138 - Reactive oxygen species derived from mitochondria increase non-heme iron incorporation in gastric cancer cells by regulating the expression of transporters

Abstract

Iron is an essential substance for human and play many important roles such as transportation of oxygen and synthesis of DNA. However, the concentration of iron in body is strictly regulated because excess iron causes reactive oxygen species (ROS) and damages cells. Most of iron in body classified as follows: heme iron and non-heme iron. We previously reported that high level ROS derived from mitochondria (mitROS) in cancer cells enhanced the expression of heme iron transporter.
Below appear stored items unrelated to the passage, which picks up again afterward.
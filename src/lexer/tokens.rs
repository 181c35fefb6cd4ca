use lazy_static::lazy_static;
use std::{collections::HashMap, fmt::Display};

use crate::Span;

lazy_static! {
    pub static ref RESERVED_LOOKUP: HashMap<&'static str, TokenKind> = {
        let mut map = HashMap::new();
        map.insert("let", TokenKind::Let);
        map.insert("const", TokenKind::Const);
        map.insert("fn", TokenKind::Fn);
        map.insert("async", TokenKind::Async);
        map.insert("await", TokenKind::Await);
        map.insert("class", TokenKind::Class);
        map.insert("return", TokenKind::Return);
        map.insert("if", TokenKind::If);
        map.insert("else", TokenKind::Else);
        map.insert("while", TokenKind::While);
        map.insert("for", TokenKind::For);
        map.insert("switch", TokenKind::Switch);
        map.insert("case", TokenKind::Case);
        map.insert("default", TokenKind::Default);
        map.insert("break", TokenKind::Break);
        map.insert("continue", TokenKind::Continue);
        map.insert("print", TokenKind::Print);
        map.insert("true", TokenKind::True);
        map.insert("false", TokenKind::False);
        map.insert("null", TokenKind::Null);
        map
    };
}

#[derive(Debug, PartialEq, Eq, Clone, Copy, Hash)]
pub enum TokenKind {
    EOF,
    Number,
    LongNumber,
    String,
    Identifier,

    OpenBracket,
    CloseBracket,
    OpenCurly,
    CloseCurly,
    OpenParen,
    CloseParen,

    Assignment, // =
    Equals,     // ==
    Not,        // !
    NotEquals,  // !=

    Less,
    LessEquals,
    Greater,
    GreaterEquals,

    Or,
    And,

    Dot,
    Ellipsis,
    Semicolon,
    Colon,
    Question,
    Comma,
    Arrow,

    PlusPlus,
    MinusMinus,
    PlusEquals,
    MinusEquals,

    Plus,
    Dash,
    Slash,
    Star,
    Percent,
    Caret,

    // Reserved
    Let,
    Const,
    Fn,
    Async,
    Await,
    Class,
    Return,
    If,
    Else,
    While,
    For,
    Switch,
    Case,
    Default,
    Break,
    Continue,
    Print,
    True,
    False,
    Null,
}

impl Display for TokenKind {
    fn fmt(&self, f: &mut std::fmt::Formatter<'_>) -> std::fmt::Result {
        write!(f, "{:?}", self)
    }
}

#[derive(Debug, Clone)]
pub struct Token {
    pub kind: TokenKind,
    pub value: String,
    pub span: Span,
}

impl Display for Token {
    fn fmt(&self, f: &mut std::fmt::Formatter<'_>) -> std::fmt::Result {
        write!(f, "Token {{\nkind: {},\nvalue: {}}}", self.kind, self.value)
    }
}
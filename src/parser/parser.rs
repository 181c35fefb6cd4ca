//! Parser implementation for building the syntax tree.
//!
//! The parser uses a Pratt approach with NUD/LED handlers for expressions
//! and type annotations, and a keyword-indexed table for statements.
//!
//! It maintains lookup tables for:
//! - Statement handlers
//! - NUD (null denotation) handlers for prefix expressions
//! - LED (left denotation) handlers for infix expressions
//! - Binding powers for operator precedence
//! - Type parsing handlers

use std::{collections::HashMap, rc::Rc};

use crate::{
    ast::ast::Program,
    errors::errors::{Error, ErrorImpl},
    lexer::tokens::{Token, TokenKind},
    Position, Span,
};

use super::{
    lookups::{
        create_token_lookups, BPLookup, BindingPower, LEDHandler, LEDLookup, NUDHandler, NUDLookup,
        StmtHandler, StmtLookup,
    },
    stmt::parse_stmt,
    types::{
        create_token_type_lookups, TypeBPLookup, TypeLEDHandler, TypeLEDLookup, TypeNUDHandler,
        TypeNUDLookup,
    },
};

/// Parsing state: the token stream, the cursor and the handler tables.
pub struct Parser {
    tokens: Vec<Token>,
    /// Index of the current token
    pos: usize,
    stmt_lookup: StmtLookup,
    nud_lookup: NUDLookup,
    led_lookup: LEDLookup,
    binding_power_lookup: BPLookup,
    type_nud_lookup: TypeNUDLookup,
    type_led_lookup: TypeLEDLookup,
    type_binding_power_lookup: TypeBPLookup,
}

impl Parser {
    pub fn new(mut tokens: Vec<Token>, file: Rc<String>) -> Self {
        // The cursor never moves past a trailing EOF
        if tokens.last().map(|t| t.kind) != Some(TokenKind::EOF) {
            let end = tokens
                .last()
                .map(|t| t.span.end.clone())
                .unwrap_or_else(|| Position(0, Rc::clone(&file)));
            tokens.push(Token {
                kind: TokenKind::EOF,
                value: String::from("EOF"),
                span: Span {
                    start: end.clone(),
                    end,
                },
            });
        }

        Parser {
            tokens,
            pos: 0,
            stmt_lookup: HashMap::new(),
            nud_lookup: HashMap::new(),
            led_lookup: HashMap::new(),
            binding_power_lookup: HashMap::new(),
            type_nud_lookup: HashMap::new(),
            type_led_lookup: HashMap::new(),
            type_binding_power_lookup: HashMap::new(),
        }
    }

    fn index(&self, pos: usize) -> usize {
        pos.min(self.tokens.len() - 1)
    }

    /// Returns the current token without advancing.
    pub fn current_token(&self) -> &Token {
        &self.tokens[self.index(self.pos)]
    }

    pub fn current_token_kind(&self) -> TokenKind {
        self.current_token().kind
    }

    /// Advances to the next token and returns the previous token.
    pub fn advance(&mut self) -> &Token {
        let index = self.index(self.pos);
        self.pos += 1;
        &self.tokens[index]
    }

    /// Expects a token of the specified kind, returning `error` (or a
    /// generic unexpected token error) otherwise.
    pub fn expect_error(
        &mut self,
        expected_kind: TokenKind,
        error: Option<Error>,
    ) -> Result<Token, Error> {
        let token = self.current_token();
        if token.kind != expected_kind {
            match error {
                Some(error) => Err(error),
                None => Err(Error::new(
                    ErrorImpl::UnexpectedToken {
                        token: token.value.clone(),
                    },
                    token.span.start.clone(),
                )),
            }
        } else {
            Ok(self.advance().clone())
        }
    }

    pub fn expect(&mut self, expected_kind: TokenKind) -> Result<Token, Error> {
        self.expect_error(expected_kind, None)
    }

    /// Builds a detailed unexpected token error at the current token.
    pub fn unexpected(&self, message: &str) -> Error {
        Error::new(
            ErrorImpl::UnexpectedTokenDetailed {
                token: self.current_token().value.clone(),
                message: message.to_string(),
            },
            self.get_position(),
        )
    }

    pub fn has_tokens(&self) -> bool {
        self.current_token_kind() != TokenKind::EOF
    }

    pub fn get_stmt_lookup(&self) -> &StmtLookup {
        &self.stmt_lookup
    }

    pub fn get_nud_lookup(&self) -> &NUDLookup {
        &self.nud_lookup
    }

    pub fn get_led_lookup(&self) -> &LEDLookup {
        &self.led_lookup
    }

    pub fn get_bp_lookup(&self) -> &BPLookup {
        &self.binding_power_lookup
    }

    pub fn get_type_bp_lookup(&self) -> &TypeBPLookup {
        &self.type_binding_power_lookup
    }

    pub fn get_type_nud_lookup(&self) -> &TypeNUDLookup {
        &self.type_nud_lookup
    }

    pub fn get_type_led_lookup(&self) -> &TypeLEDLookup {
        &self.type_led_lookup
    }

    /// Registers a left denotation (infix) handler for a token.
    pub fn led(&mut self, kind: TokenKind, binding_power: BindingPower, led_fn: LEDHandler) {
        self.binding_power_lookup.insert(kind, binding_power);
        self.led_lookup.insert(kind, led_fn);
    }

    /// Registers a null denotation (prefix) handler for a token.
    pub fn nud(&mut self, kind: TokenKind, nud_fn: NUDHandler) {
        self.nud_lookup.insert(kind, nud_fn);
    }

    pub fn stmt(&mut self, kind: TokenKind, stmt_fn: StmtHandler) {
        self.stmt_lookup.insert(kind, stmt_fn);
    }

    pub fn type_led(
        &mut self,
        kind: TokenKind,
        binding_power: BindingPower,
        led_fn: TypeLEDHandler,
    ) {
        self.type_binding_power_lookup.insert(kind, binding_power);
        self.type_led_lookup.insert(kind, led_fn);
    }

    pub fn type_nud(&mut self, kind: TokenKind, nud_fn: TypeNUDHandler) {
        self.type_nud_lookup.insert(kind, nud_fn);
    }

    /// Source position of the current token.
    pub fn get_position(&self) -> Position {
        self.current_token().span.start.clone()
    }
}

/// Parses a stream of tokens into a program.
///
/// Creates a parser, initializes the lookup tables and parses statements
/// until EOF. The first syntax error aborts parsing.
pub fn parse(tokens: Vec<Token>, file: Rc<String>) -> Result<Program, Error> {
    let mut parser = Parser::new(tokens, file);
    create_token_lookups(&mut parser);
    create_token_type_lookups(&mut parser);

    let mut body = vec![];

    while parser.has_tokens() {
        body.push(parse_stmt(&mut parser)?);
    }

    Ok(Program { body })
}
use std::fmt::Display;

use crate::lexer::tokens::TokenKind;

use super::ast::{Expr, Resolution};

// LITERALS

/// Literal values. Long literals keep their digits as written since the
/// type is unbounded.
#[derive(Debug, Clone, PartialEq)]
pub enum Literal {
    Integer(i64),
    Long(String),
    String(String),
    Boolean(bool),
    Null,
}

/// Identifier reference. `resolution` is filled in by the type checker.
#[derive(Debug, Clone, PartialEq)]
pub struct SymbolExpr {
    pub name: String,
    pub resolution: Option<Resolution>,
}

impl SymbolExpr {
    pub fn new(name: &str) -> Self {
        SymbolExpr {
            name: name.to_string(),
            resolution: None,
        }
    }
}

#[derive(Debug, Clone, Copy, PartialEq, Eq)]
pub enum BinaryOperator {
    Add,
    Subtract,
    Multiply,
    Divide,
    Modulo,
    Power,
    And,
    Or,
    Less,
    LessEquals,
    Greater,
    GreaterEquals,
    Equals,
    NotEquals,
}

impl BinaryOperator {
    pub fn from_token(kind: TokenKind) -> Option<Self> {
        Some(match kind {
            TokenKind::Plus => BinaryOperator::Add,
            TokenKind::Dash => BinaryOperator::Subtract,
            TokenKind::Star => BinaryOperator::Multiply,
            TokenKind::Slash => BinaryOperator::Divide,
            TokenKind::Percent => BinaryOperator::Modulo,
            TokenKind::Caret => BinaryOperator::Power,
            TokenKind::And => BinaryOperator::And,
            TokenKind::Or => BinaryOperator::Or,
            TokenKind::Less => BinaryOperator::Less,
            TokenKind::LessEquals => BinaryOperator::LessEquals,
            TokenKind::Greater => BinaryOperator::Greater,
            TokenKind::GreaterEquals => BinaryOperator::GreaterEquals,
            TokenKind::Equals => BinaryOperator::Equals,
            TokenKind::NotEquals => BinaryOperator::NotEquals,
            _ => return None,
        })
    }

    /// Source spelling of the operator.
    pub fn symbol(&self) -> &'static str {
        match self {
            BinaryOperator::Add => "+",
            BinaryOperator::Subtract => "-",
            BinaryOperator::Multiply => "*",
            BinaryOperator::Divide => "/",
            BinaryOperator::Modulo => "%",
            BinaryOperator::Power => "^",
            BinaryOperator::And => "&&",
            BinaryOperator::Or => "||",
            BinaryOperator::Less => "<",
            BinaryOperator::LessEquals => "<=",
            BinaryOperator::Greater => ">",
            BinaryOperator::GreaterEquals => ">=",
            BinaryOperator::Equals => "==",
            BinaryOperator::NotEquals => "!=",
        }
    }
}

impl Display for BinaryOperator {
    fn fmt(&self, f: &mut std::fmt::Formatter<'_>) -> std::fmt::Result {
        write!(f, "{}", self.symbol())
    }
}

#[derive(Debug, Clone, PartialEq)]
pub struct BinaryExpr {
    pub left: Box<Expr>,
    pub operator: BinaryOperator,
    pub right: Box<Expr>,
}

#[derive(Debug, Clone, Copy, PartialEq, Eq)]
pub enum PrefixOperator {
    Not,
    Negate,
    Plus,
}

impl PrefixOperator {
    pub fn from_token(kind: TokenKind) -> Option<Self> {
        match kind {
            TokenKind::Not => Some(PrefixOperator::Not),
            TokenKind::Dash => Some(PrefixOperator::Negate),
            TokenKind::Plus => Some(PrefixOperator::Plus),
            _ => None,
        }
    }

    pub fn symbol(&self) -> &'static str {
        match self {
            PrefixOperator::Not => "!",
            PrefixOperator::Negate => "-",
            PrefixOperator::Plus => "+",
        }
    }
}

impl Display for PrefixOperator {
    fn fmt(&self, f: &mut std::fmt::Formatter<'_>) -> std::fmt::Result {
        write!(f, "{}", self.symbol())
    }
}

#[derive(Debug, Clone, PartialEq)]
pub struct PrefixExpr {
    pub operator: PrefixOperator,
    pub operand: Box<Expr>,
}

/// Call Expression
///
/// `awaited` comes from the source; `is_constructor` is set by the type
/// checker when the callee names a class.
#[derive(Debug, Clone, PartialEq)]
pub struct CallExpr {
    pub callee: Box<Expr>,
    pub arguments: Vec<Expr>,
    pub awaited: bool,
    pub is_constructor: bool,
}

impl CallExpr {
    pub fn new(callee: Expr, arguments: Vec<Expr>) -> Self {
        CallExpr {
            callee: Box::new(callee),
            arguments,
            awaited: false,
            is_constructor: false,
        }
    }
}

#[derive(Debug, Clone, PartialEq)]
pub struct SubscriptExpr {
    pub base: Box<Expr>,
    pub index: Box<Expr>,
}

/// Member access `object.member`. The member is resolved as an ordinary
/// identifier of the surrounding scope.
#[derive(Debug, Clone, PartialEq)]
pub struct MemberExpr {
    pub object: Box<Expr>,
    pub member: SymbolExpr,
}
//! Lexical analysis module for the compiler.
//!
//! This module contains the lexer (tokenizer) that converts source code
//! into a stream of tokens for parsing. It handles:
//!
//! - Tokenization of source code using regex patterns
//! - Recognition of keywords, identifiers, literals, and operators
//! - Token position tracking for error reporting
//! - Comments and whitespace handling

pub mod lexer;
pub mod tokens;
In this study, we examined the relationship between non-heme iron transportation and mitROS. We used a rat gastric normal, cancer and manganese superoxide dismutase (MnSOD)-overexpressing cancer cell line, in which mitROS are specifically scavenged. Among these cell lines, non-heme iron incorporation was compared using radioactive iron compound. The incorporation in cancer cells was greater than in normal cells and decreased by overexpressing MnSOD. We also studied the expression of transporters which was related to incorporation and excretion of non-heme iron. The expression of incorporation protein DMT1 in cancer cells was greater than in normal and MnSOD-overexpressing cancer cells. On the other hand, excretion protein ferroportin decreased in cancer compared to MnSOD-overexpressing cancer cells. Thus, we concluded that cancer cellular ROS from mitochondria regulated the incorporation and excretion of non-heme iron via expression of iron transport protein.